### Exercise details
Look for the word "CheckpointStore" in the records, and copy each line where it appears.

Stored data entries:
§

//! Boot the composed image in QEMU.
//!
//! The test disk under `<workdir>/test/` is scratch output: it is rebuilt on
//! every run and never recorded as a checkpoint.

pub mod disk;
pub mod serial;

pub use disk::{build_test_disk, TestDiskLayout};
pub use serial::{pump_console, watch_serial, WatchLimits, FAILURE_PATTERNS, SUCCESS_PATTERNS};

use std::path::{Path, PathBuf};
use std::process::{Child, Command, Stdio};
use std::sync::mpsc;
use std::thread;
use std::time::Duration;

use tracing::{info, warn};

use crate::checkpoint::CheckpointStore;
use crate::config::TestConfig;
use crate::error::{ComposeError, IoContext, Result};

pub const TEST_DIR: &str = "test";

const QEMU: &str = "qemu-system-x86_64";

/// Console silence tolerated before the boot counts as hung.
const STALL_TIMEOUT: Duration = Duration::from_secs(60);

/// Build the test disk and boot it, watching the serial console.
pub fn run_boot_test(store: &CheckpointStore, settings: &TestConfig) -> Result<()> {
    let ovmf = find_ovmf()
        .ok_or_else(|| ComposeError::NotFound("OVMF firmware (UEFI boot is required)".into()))?;
    let disk = build_test_disk(store, &store.root().join(TEST_DIR))?;

    info!(
        disk = %disk.display(),
        firmware = %ovmf.display(),
        timeout_secs = settings.timeout_secs,
        "booting test disk"
    );
    let mut qemu = QemuBuilder::new(settings.memory_gb)
        .disk(disk)
        .uefi(ovmf)
        .build();
    let mut child = KillOnDrop(
        qemu.spawn()
            .io_context(|| format!("spawning '{QEMU}'"))?,
    );
    let stdout = child
        .0
        .stdout
        .take()
        .ok_or_else(|| ComposeError::Io {
            context: format!("capturing '{QEMU}' serial output"),
            source: std::io::Error::other("stdout not piped"),
        })?;

    let (tx, rx) = mpsc::channel();
    thread::spawn(move || pump_console(stdout, tx));

    watch_serial(
        &rx,
        WatchLimits {
            timeout: Duration::from_secs(settings.timeout_secs),
            stall: STALL_TIMEOUT,
        },
    )?;
    Ok(())
}

/// Headless QEMU invocation for the test disk.
#[derive(Debug, Default)]
pub struct QemuBuilder {
    disk: Option<PathBuf>,
    ovmf: Option<PathBuf>,
    memory_gb: u32,
}

impl QemuBuilder {
    pub fn new(memory_gb: u32) -> Self {
        Self {
            memory_gb,
            ..Default::default()
        }
    }

    pub fn disk(mut self, path: PathBuf) -> Self {
        self.disk = Some(path);
        self
    }

    pub fn uefi(mut self, ovmf_path: PathBuf) -> Self {
        self.ovmf = Some(ovmf_path);
        self
    }

    pub fn args(&self) -> Vec<String> {
        let mut args = Vec::new();
        if Path::new("/dev/kvm").exists() {
            args.extend(["-enable-kvm", "-cpu", "host"].map(String::from));
        } else {
            args.extend(["-cpu", "max"].map(String::from));
        }
        args.extend(["-smp", "2", "-m"].map(String::from));
        args.push(format!("{}G", self.memory_gb));

        if let Some(ovmf) = &self.ovmf {
            args.push("-drive".into());
            args.push(format!(
                "if=pflash,format=raw,readonly=on,file={}",
                ovmf.display()
            ));
        }
        if let Some(disk) = &self.disk {
            // Snapshot mode keeps the guest from writing to the test disk.
            args.push("-drive".into());
            args.push(format!("file={},format=raw,if=virtio,snapshot=on", disk.display()));
        }
        args.extend(
            ["-nographic", "-serial", "mon:stdio", "-no-reboot", "-nic", "none"].map(String::from),
        );
        args
    }

    pub fn build(self) -> Command {
        let mut cmd = Command::new(QEMU);
        cmd.args(self.args())
            .stdin(Stdio::null())
            .stdout(Stdio::piped())
            .stderr(Stdio::inherit());
        cmd
    }
}

/// Find OVMF firmware for UEFI boot.
pub fn find_ovmf() -> Option<PathBuf> {
    let candidates = [
        // Fedora/RHEL
        "/usr/share/edk2/ovmf/OVMF_CODE.fd",
        "/usr/share/OVMF/OVMF_CODE.fd",
        // Debian/Ubuntu
        "/usr/share/OVMF/OVMF_CODE_4M.fd",
        "/usr/share/qemu/OVMF.fd",
        // Arch
        "/usr/share/edk2-ovmf/x64/OVMF_CODE.fd",
    ];
    candidates.into_iter().map(PathBuf::from).find(|p| p.exists())
}

struct KillOnDrop(Child);

impl Drop for KillOnDrop {
    fn drop(&mut self) {
        if let Err(e) = self.0.kill() {
            if e.kind() != std::io::ErrorKind::InvalidInput {
                warn!(error = %e, "stopping emulator failed");
            }
        }
        let _ = self.0.wait();
    }
}

#[cfg(test)]
mod tests {
    use super::*;

    #[test]
    fn qemu_args_boot_headless_from_firmware() {
        let args = QemuBuilder::new(4)
            .disk(PathBuf::from("/w/test/disk.raw"))
            .uefi(PathBuf::from("/fw/OVMF_CODE.fd"))
            .args();

        let pos = |needle: &str| args.iter().position(|a| a == needle);
        let memory = pos("-m").unwrap();
        assert_eq!(args[memory + 1], "4G");
        assert!(args.contains(&"if=pflash,format=raw,readonly=on,file=/fw/OVMF_CODE.fd".to_string()));
        assert!(args.contains(&"file=/w/test/disk.raw,format=raw,if=virtio,snapshot=on".to_string()));
        assert!(pos("-nographic").is_some());
        assert!(pos("-no-reboot").is_some());
        // Never a direct kernel boot: the image must go through the firmware.
        assert!(pos("-kernel").is_none());
    }
}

§

### Result below
use crate::checkpoint::CheckpointStore;
pub fn run_boot_test(store: &CheckpointStore, settings: &TestConfig) -> Result<()> {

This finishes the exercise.